[Data extracted from a collection]
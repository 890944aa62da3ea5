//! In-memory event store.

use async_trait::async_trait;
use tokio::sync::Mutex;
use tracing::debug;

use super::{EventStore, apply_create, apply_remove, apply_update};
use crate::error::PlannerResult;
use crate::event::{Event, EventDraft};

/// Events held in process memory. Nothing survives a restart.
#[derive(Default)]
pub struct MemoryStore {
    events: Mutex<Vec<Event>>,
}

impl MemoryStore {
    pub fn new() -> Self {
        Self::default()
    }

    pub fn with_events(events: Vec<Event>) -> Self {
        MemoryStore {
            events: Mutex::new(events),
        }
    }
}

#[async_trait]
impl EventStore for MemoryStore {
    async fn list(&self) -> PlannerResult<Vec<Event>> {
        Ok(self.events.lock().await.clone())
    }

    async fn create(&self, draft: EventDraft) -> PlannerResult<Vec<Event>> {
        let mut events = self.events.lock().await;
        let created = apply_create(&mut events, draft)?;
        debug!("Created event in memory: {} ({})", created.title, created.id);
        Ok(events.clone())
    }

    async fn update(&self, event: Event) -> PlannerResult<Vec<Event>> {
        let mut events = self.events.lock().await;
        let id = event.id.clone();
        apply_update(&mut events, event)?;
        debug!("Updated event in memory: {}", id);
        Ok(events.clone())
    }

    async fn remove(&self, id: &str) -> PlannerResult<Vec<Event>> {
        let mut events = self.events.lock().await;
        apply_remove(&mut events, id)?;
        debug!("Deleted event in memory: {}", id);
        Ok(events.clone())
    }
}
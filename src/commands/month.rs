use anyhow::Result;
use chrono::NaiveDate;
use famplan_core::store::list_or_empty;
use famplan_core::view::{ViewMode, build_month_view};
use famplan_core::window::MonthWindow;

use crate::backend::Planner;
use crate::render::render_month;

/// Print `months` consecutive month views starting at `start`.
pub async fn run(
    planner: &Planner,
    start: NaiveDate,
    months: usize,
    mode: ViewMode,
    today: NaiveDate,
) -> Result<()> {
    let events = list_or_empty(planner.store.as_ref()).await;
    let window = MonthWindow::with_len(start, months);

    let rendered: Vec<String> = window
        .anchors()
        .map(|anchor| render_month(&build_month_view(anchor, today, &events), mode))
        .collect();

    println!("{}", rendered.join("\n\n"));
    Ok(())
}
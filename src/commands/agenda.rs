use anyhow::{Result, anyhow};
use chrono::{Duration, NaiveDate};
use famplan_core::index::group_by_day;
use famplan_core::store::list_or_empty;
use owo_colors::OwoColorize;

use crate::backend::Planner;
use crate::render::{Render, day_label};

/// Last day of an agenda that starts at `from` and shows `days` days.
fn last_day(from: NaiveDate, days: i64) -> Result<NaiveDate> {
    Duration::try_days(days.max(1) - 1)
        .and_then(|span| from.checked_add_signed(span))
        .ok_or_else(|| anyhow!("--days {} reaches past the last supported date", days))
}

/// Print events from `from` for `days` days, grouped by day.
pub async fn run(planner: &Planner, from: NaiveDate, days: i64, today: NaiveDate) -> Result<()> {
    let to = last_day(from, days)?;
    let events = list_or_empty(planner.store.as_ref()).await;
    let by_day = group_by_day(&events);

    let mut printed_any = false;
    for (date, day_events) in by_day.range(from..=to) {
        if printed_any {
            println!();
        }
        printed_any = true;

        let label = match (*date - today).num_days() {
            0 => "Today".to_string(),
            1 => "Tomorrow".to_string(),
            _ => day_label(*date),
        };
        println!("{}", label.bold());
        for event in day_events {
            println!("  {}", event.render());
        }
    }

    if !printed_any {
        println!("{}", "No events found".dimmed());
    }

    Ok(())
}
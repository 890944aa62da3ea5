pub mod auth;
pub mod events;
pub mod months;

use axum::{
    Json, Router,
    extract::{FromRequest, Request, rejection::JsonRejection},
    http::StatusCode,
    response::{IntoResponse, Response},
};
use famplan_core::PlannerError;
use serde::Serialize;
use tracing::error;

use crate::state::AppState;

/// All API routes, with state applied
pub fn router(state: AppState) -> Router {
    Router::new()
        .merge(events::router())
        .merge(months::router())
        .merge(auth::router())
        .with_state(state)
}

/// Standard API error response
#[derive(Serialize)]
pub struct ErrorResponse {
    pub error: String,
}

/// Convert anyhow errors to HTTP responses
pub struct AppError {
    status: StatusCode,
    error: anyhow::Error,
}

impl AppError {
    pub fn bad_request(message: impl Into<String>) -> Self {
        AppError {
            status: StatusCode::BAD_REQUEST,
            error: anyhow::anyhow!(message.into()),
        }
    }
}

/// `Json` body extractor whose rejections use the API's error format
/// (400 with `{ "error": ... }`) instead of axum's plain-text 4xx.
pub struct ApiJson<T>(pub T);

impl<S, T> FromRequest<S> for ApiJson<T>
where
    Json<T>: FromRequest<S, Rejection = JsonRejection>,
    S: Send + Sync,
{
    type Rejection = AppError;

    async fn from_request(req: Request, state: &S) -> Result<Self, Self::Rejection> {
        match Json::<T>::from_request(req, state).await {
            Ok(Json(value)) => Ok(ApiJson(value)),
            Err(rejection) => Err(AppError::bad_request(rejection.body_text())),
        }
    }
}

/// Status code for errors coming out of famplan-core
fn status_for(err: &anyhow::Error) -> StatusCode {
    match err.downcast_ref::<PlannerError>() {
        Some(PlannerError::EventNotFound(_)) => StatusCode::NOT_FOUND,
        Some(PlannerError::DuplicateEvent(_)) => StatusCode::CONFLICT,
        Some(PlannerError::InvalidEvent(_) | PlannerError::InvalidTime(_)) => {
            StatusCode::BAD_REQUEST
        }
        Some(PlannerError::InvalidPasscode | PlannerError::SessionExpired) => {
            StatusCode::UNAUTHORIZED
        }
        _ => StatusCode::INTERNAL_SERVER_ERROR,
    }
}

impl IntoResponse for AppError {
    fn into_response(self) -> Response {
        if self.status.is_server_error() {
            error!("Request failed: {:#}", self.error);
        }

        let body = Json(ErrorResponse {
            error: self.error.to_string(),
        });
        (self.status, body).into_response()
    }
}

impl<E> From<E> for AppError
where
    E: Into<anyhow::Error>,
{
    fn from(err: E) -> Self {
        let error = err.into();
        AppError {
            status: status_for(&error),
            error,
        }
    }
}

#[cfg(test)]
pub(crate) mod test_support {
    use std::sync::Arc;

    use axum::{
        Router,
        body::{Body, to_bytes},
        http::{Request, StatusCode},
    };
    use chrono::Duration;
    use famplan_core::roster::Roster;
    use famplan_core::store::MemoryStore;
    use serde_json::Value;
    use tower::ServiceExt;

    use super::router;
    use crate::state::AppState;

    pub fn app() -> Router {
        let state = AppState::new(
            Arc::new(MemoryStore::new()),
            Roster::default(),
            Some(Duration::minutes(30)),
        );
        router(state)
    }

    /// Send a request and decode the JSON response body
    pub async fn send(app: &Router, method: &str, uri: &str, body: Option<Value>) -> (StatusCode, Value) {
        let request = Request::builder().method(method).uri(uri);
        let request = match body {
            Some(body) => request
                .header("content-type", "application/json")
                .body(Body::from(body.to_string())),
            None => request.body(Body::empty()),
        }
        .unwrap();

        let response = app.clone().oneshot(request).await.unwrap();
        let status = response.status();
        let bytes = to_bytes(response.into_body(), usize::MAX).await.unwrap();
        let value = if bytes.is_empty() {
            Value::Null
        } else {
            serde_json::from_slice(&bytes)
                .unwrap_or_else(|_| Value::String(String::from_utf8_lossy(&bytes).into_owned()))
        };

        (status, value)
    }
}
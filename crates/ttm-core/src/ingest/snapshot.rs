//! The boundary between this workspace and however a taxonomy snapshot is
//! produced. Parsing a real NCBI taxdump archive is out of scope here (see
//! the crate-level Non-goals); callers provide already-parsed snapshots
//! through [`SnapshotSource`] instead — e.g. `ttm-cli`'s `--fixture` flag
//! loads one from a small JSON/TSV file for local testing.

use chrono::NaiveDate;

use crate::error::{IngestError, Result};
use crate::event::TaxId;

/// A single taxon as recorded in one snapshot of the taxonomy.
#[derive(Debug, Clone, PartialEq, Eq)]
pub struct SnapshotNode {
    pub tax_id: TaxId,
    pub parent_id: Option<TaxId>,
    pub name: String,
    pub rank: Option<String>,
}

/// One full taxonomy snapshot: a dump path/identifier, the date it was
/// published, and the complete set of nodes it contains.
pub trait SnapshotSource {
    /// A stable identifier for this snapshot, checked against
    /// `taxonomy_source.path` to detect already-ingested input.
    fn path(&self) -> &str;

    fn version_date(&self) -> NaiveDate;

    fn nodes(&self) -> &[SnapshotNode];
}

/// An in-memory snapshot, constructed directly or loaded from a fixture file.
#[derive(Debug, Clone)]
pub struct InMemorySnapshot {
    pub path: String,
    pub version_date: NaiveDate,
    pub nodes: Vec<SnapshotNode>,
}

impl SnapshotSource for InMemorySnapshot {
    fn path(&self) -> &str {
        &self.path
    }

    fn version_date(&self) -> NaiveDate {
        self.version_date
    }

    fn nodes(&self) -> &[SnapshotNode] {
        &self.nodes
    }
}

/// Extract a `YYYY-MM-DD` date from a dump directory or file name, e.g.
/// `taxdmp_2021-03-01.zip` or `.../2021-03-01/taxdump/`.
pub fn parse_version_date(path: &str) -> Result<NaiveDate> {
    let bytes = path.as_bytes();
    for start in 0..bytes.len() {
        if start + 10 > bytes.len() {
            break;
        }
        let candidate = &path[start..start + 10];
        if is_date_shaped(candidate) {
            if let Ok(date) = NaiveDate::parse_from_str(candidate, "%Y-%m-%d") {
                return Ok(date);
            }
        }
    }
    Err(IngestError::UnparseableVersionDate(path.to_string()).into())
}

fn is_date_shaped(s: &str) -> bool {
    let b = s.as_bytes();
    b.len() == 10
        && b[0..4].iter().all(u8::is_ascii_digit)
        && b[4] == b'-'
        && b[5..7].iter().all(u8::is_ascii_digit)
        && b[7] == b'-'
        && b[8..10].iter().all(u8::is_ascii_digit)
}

— ASSIGNED TASK —
Copy the lines above exactly. Start with the line containing "detect already-ingested input.", end with the line containing "let candidate = &path[start..start", and include both.

— EXPECTED ANSWER —
    /// `taxonomy_source.path` to detect already-ingested input.
    fn path(&self) -> &str;

    fn version_date(&self) -> NaiveDate;

    fn nodes(&self) -> &[SnapshotNode];
}

/// An in-memory snapshot, constructed directly or loaded from a fixture file.
#[derive(Debug, Clone)]
pub struct InMemorySnapshot {
    pub path: String,
    pub version_date: NaiveDate,
    pub nodes: Vec<SnapshotNode>,
}

impl SnapshotSource for InMemorySnapshot {
    fn path(&self) -> &str {
        &self.path
    }

    fn version_date(&self) -> NaiveDate {
        self.version_date
    }

    fn nodes(&self) -> &[SnapshotNode] {
        &self.nodes
    }
}

/// Extract a `YYYY-MM-DD` date from a dump directory or file name, e.g.
/// `taxdmp_2021-03-01.zip` or `.../2021-03-01/taxdump/`.
pub fn parse_version_date(path: &str) -> Result<NaiveDate> {
    let bytes = path.as_bytes();
    for start in 0..bytes.len() {
        if start + 10 > bytes.len() {
            break;
        }
        let candidate = &path[start..start + 10];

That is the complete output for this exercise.